_What you need to do:_ Please count the lines in the entries below that include the word "display", and give only the number.

-- Opening Marker --

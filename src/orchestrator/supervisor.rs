//! 进程监管器 - 编排层
//!
//! ## 核心功能
//!
//! 1. **start**：把运行器二进制拉起为独立子进程，标准输出重定向到
//!    独立的日志文件，立即返回 pid（不等待工作流结束）
//! 2. **status**：返回生命周期状态、最近步骤序号和日志尾部
//! 3. **stop**：尽力而为地终止子进程，幂等
//! 4. **list**：全部运行记录，最新的在前
//! 5. **对账**：周期性 try_wait 核对每个子进程是否退出，并据退出码
//!    定稿 Completed / Failed，子进程意外死亡也不会让状态停在 running
//!
//! 监管器自身不会因为子进程失败而崩溃：失败被进程边界隔离，
//! 只体现为对应记录的终止状态。

use std::collections::HashMap;
use std::path::PathBuf;
use std::process::Stdio;
use std::sync::Arc;

use regex::Regex;
use tokio::process::Command;
use tracing::{debug, info, warn};

use crate::config::Config;
use crate::error::{AppError, ProcessError, Result};
use crate::models::{RunState, RunStatus, WorkflowKind, WorkflowRun};
use crate::orchestrator::run_table::RunTable;
use crate::workflow::runner::RUN_FAIL_MARKER;
use crate::workflow::steps::step_sequence;

/// 进程监管器
pub struct Supervisor {
    config: Config,
    table: RunTable,
}

impl Supervisor {
    /// 创建监管器
    pub fn new(config: Config) -> Self {
        let table = RunTable::new(config.max_tracked_runs);
        Self { config, table }
    }

    /// 启动一个工作流运行
    ///
    /// # 参数
    /// - `kind`: 工作流种类
    /// - `params`: 传给运行器的字段覆盖值（--set id=value）
    ///
    /// # 返回
    /// 立即返回子进程 pid，作为后续 status / stop 的运行标识
    pub fn start(&self, kind: WorkflowKind, params: &HashMap<String, String>) -> Result<u32> {
        std::fs::create_dir_all(&self.config.log_dir).map_err(|e| {
            ProcessError::LogFileFailed {
                path: self.config.log_dir.clone(),
                source: e,
            }
        })?;

        let log_file = PathBuf::from(&self.config.log_dir).join(format!(
            "workflow_{}_{}.log",
            kind,
            chrono::Local::now().format("%Y%m%d_%H%M%S%3f")
        ));
        let file = std::fs::File::create(&log_file).map_err(|e| ProcessError::LogFileFailed {
            path: log_file.display().to_string(),
            source: e,
        })?;
        let stderr_file = file
            .try_clone()
            .map_err(|e| ProcessError::LogFileFailed {
                path: log_file.display().to_string(),
                source: e,
            })?;

        let program = if self.config.runner_program.is_empty() {
            std::env::current_exe().map_err(|e| ProcessError::SpawnFailed { source: e })?
        } else {
            PathBuf::from(&self.config.runner_program)
        };

        let mut command = Command::new(&program);
        command
            .args(&self.config.runner_args)
            .arg(kind.as_str())
            .stdin(Stdio::null())
            .stdout(Stdio::from(file))
            .stderr(Stdio::from(stderr_file));
        for (key, value) in params {
            command.arg("--set").arg(format!("{}={}", key, value));
        }

        debug!("启动命令: {:?}", command);
        let child = command
            .spawn()
            .map_err(|e| ProcessError::SpawnFailed { source: e })?;
        let pid = child.id().ok_or(ProcessError::PidUnavailable)?;

        let run = WorkflowRun {
            pid,
            kind,
            state: RunState::Starting,
            started_at: chrono::Local::now(),
            current_step: 0,
            total_steps: step_sequence(kind).len(),
            log_file: log_file.clone(),
            failure_reason: None,
        };
        self.table.insert(run, child);

        info!("🚀 已启动工作流 {} (pid={})", kind, pid);
        info!("📄 日志文件: {}", log_file.display());
        Ok(pid)
    }

    /// 查询运行状态
    ///
    /// 返回生命周期状态、最近步骤序号和日志尾部若干行；
    /// 未知 pid 返回 NotFound。
    pub async fn status(&self, pid: u32) -> Result<RunStatus> {
        // 先核对一次子进程状态，避免返回过期的 running
        self.reconcile_pid(pid).ok_or(AppError::NotFound(pid))?;

        let run = self.table.get(pid).ok_or(AppError::NotFound(pid))?;
        let excerpt = read_log_tail(&run.log_file, self.config.log_tail_lines).await;
        let progress = parse_progress(&excerpt);

        // 把日志里解析出的进度写回记录
        self.table.with_mut(pid, |tracked| {
            if let Some((step, _total)) = progress.last_step {
                if step > tracked.run.current_step {
                    tracked.run.current_step = step;
                }
                if tracked.run.state == RunState::Starting {
                    tracked.run.state = RunState::Running;
                }
            }
            if tracked.run.state == RunState::Failed && tracked.run.failure_reason.is_none() {
                tracked.run.failure_reason = progress.failure_line.clone();
            }
        });

        let run = self.table.get(pid).ok_or(AppError::NotFound(pid))?;
        Ok(RunStatus {
            pid: run.pid,
            kind: run.kind,
            state: run.state,
            current_step: run.current_step,
            total_steps: run.total_steps,
            started_at: run.started_at,
            failure_reason: run.failure_reason,
            log_excerpt: excerpt,
        })
    }

    /// 终止一个运行
    ///
    /// 尽力而为：发出终止信号后记录即转入 stopped，不保证步骤内回滚。
    /// 幂等：对已结束的运行是 no-op；未知 pid 返回 NotFound。
    pub fn stop(&self, pid: u32) -> Result<()> {
        let result = self.table.with_mut(pid, |tracked| {
            if tracked.run.state.is_terminal() {
                debug!("运行 {} 已结束，stop 为 no-op", pid);
                return Ok(());
            }
            if let Some(child) = tracked.child.as_mut() {
                match child.try_wait() {
                    // 子进程其实已经退出，按已结束处理
                    Ok(Some(status)) => {
                        tracked.run.state = if status.success() {
                            RunState::Completed
                        } else {
                            RunState::Failed
                        };
                        return Ok(());
                    }
                    Ok(None) => {
                        child
                            .start_kill()
                            .map_err(|e| ProcessError::SignalFailed { pid, source: e })?;
                    }
                    Err(e) => {
                        return Err(ProcessError::SignalFailed { pid, source: e }.into());
                    }
                }
            }
            tracked.run.state = RunState::Stopped;
            tracked.run.failure_reason = Some("收到 stop 请求".to_string());
            Ok(())
        });

        match result {
            Some(Ok(())) => {
                info!("🛑 已停止运行 pid={}", pid);
                Ok(())
            }
            Some(Err(e)) => Err(e),
            None => Err(AppError::NotFound(pid)),
        }
    }

    /// 全部运行记录，最新的在前
    pub fn list(&self) -> Vec<WorkflowRun> {
        self.table.list()
    }

    /// 显式移除一条运行记录
    pub fn cleanup(&self, pid: u32) -> Result<()> {
        self.table.remove(pid).ok_or(AppError::NotFound(pid))?;
        Ok(())
    }

    /// 对账一轮：核对每个子进程的退出状态并定稿
    pub fn reconcile_once(&self) {
        self.table.for_each(|tracked| {
            if tracked.run.state.is_terminal() {
                return;
            }
            let Some(child) = tracked.child.as_mut() else {
                return;
            };
            match child.try_wait() {
                Ok(Some(status)) => {
                    tracked.run.state = if status.success() {
                        RunState::Completed
                    } else {
                        RunState::Failed
                    };
                    if tracked.run.state == RunState::Failed {
                        tracked.run.failure_reason =
                            Some(format!("子进程退出码 {:?}", status.code()));
                    }
                    info!(
                        "对账: 运行 {} 已退出，定稿为 {}",
                        tracked.run.pid,
                        tracked.run.state.as_str()
                    );
                    tracked.child = None;
                }
                Ok(None) => {
                    // 子进程存活
                    if tracked.run.state == RunState::Starting {
                        tracked.run.state = RunState::Running;
                    }
                }
                Err(e) => {
                    warn!("对账: 检查运行 {} 失败: {}", tracked.run.pid, e);
                }
            }
        });
    }

    /// 启动周期性对账任务
    pub fn spawn_reconciler(self: &Arc<Self>) -> tokio::task::JoinHandle<()> {
        let supervisor = Arc::clone(self);
        let period =
            tokio::time::Duration::from_secs(self.config.reconcile_interval_secs.max(1));
        tokio::spawn(async move {
            let mut interval = tokio::time::interval(period);
            loop {
                interval.tick().await;
                supervisor.reconcile_once();
            }
        })
    }

    /// 对单个运行核对一次子进程状态；pid 不存在时返回 None
    fn reconcile_pid(&self, pid: u32) -> Option<()> {
        self.table.with_mut(pid, |tracked| {
            if tracked.run.state.is_terminal() {
                return;
            }
            let Some(child) = tracked.child.as_mut() else {
                return;
            };
            match child.try_wait() {
                Ok(Some(status)) => {
                    tracked.run.state = if status.success() {
                        RunState::Completed
                    } else {
                        RunState::Failed
                    };
                    if tracked.run.state == RunState::Failed {
                        tracked.run.failure_reason =
                            Some(format!("子进程退出码 {:?}", status.code()));
                    }
                    tracked.child = None;
                }
                Ok(None) => {
                    if tracked.run.state == RunState::Starting {
                        tracked.run.state = RunState::Running;
                    }
                }
                Err(_) => {}
            }
        })
    }
}

/// 日志里解析出来的进度信息
#[derive(Debug, Default)]
struct ProgressView {
    /// 最后一个 [STEP i/n] 标记
    last_step: Option<(usize, usize)>,
    /// 失败标记所在行（作为失败原因展示）
    failure_line: Option<String>,
}

/// 从日志尾部解析步骤标记与失败原因
fn parse_progress(lines: &[String]) -> ProgressView {
    let step_re = Regex::new(r"\[STEP (\d+)/(\d+)\]").expect("步骤标记正则无效");
    let mut view = ProgressView::default();
    for line in lines {
        if let Some(captures) = step_re.captures(line) {
            let step = captures[1].parse().unwrap_or(0);
            let total = captures[2].parse().unwrap_or(0);
            view.last_step = Some((step, total));
        }
        if line.contains(RUN_FAIL_MARKER) || line.contains('✗') {
            view.failure_line = Some(line.trim().to_string());
        }
    }
    view
}

/// 读取日志文件的最后 n 行
async fn read_log_tail(path: &std::path::Path, n: usize) -> Vec<String> {
    match tokio::fs::read_to_string(path).await {
        Ok(content) => {
            let lines: Vec<&str> = content.lines().collect();
            let start = lines.len().saturating_sub(n);
            lines[start..].iter().map(|s| s.to_string()).collect()
        }
        Err(_) => Vec::new(),
    }
}

#[cfg(test)]
mod tests {
    use super::*;

    #[test]
    fn test_parse_progress_picks_last_marker() {
        let lines = vec![
            "[STEP 1/3] ▶ drive-browser".to_string(),
            "[STEP 1/3] ✓ drive-browser (耗时 1.2s)".to_string(),
            "[STEP 2/3] ▶ fetch-form".to_string(),
        ];
        let view = parse_progress(&lines);
        assert_eq!(view.last_step, Some((2, 3)));
        assert!(view.failure_line.is_none());
    }

    #[test]
    fn test_parse_progress_captures_failure_line() {
        let lines = vec![
            "[STEP 2/3] ✗ fetch-form: 获取源文档失败".to_string(),
            format!("{} 工作流 partial 失败于步骤 2 (fetch-form)", RUN_FAIL_MARKER),
        ];
        let view = parse_progress(&lines);
        assert!(view
            .failure_line
            .as_deref()
            .unwrap()
            .contains(RUN_FAIL_MARKER));
    }

    #[test]
    fn test_parse_progress_empty_log() {
        let view = parse_progress(&[]);
        assert!(view.last_step.is_none());
        assert!(view.failure_line.is_none());
    }
}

-- Closing Marker --

_Solution to the exercise:_ 3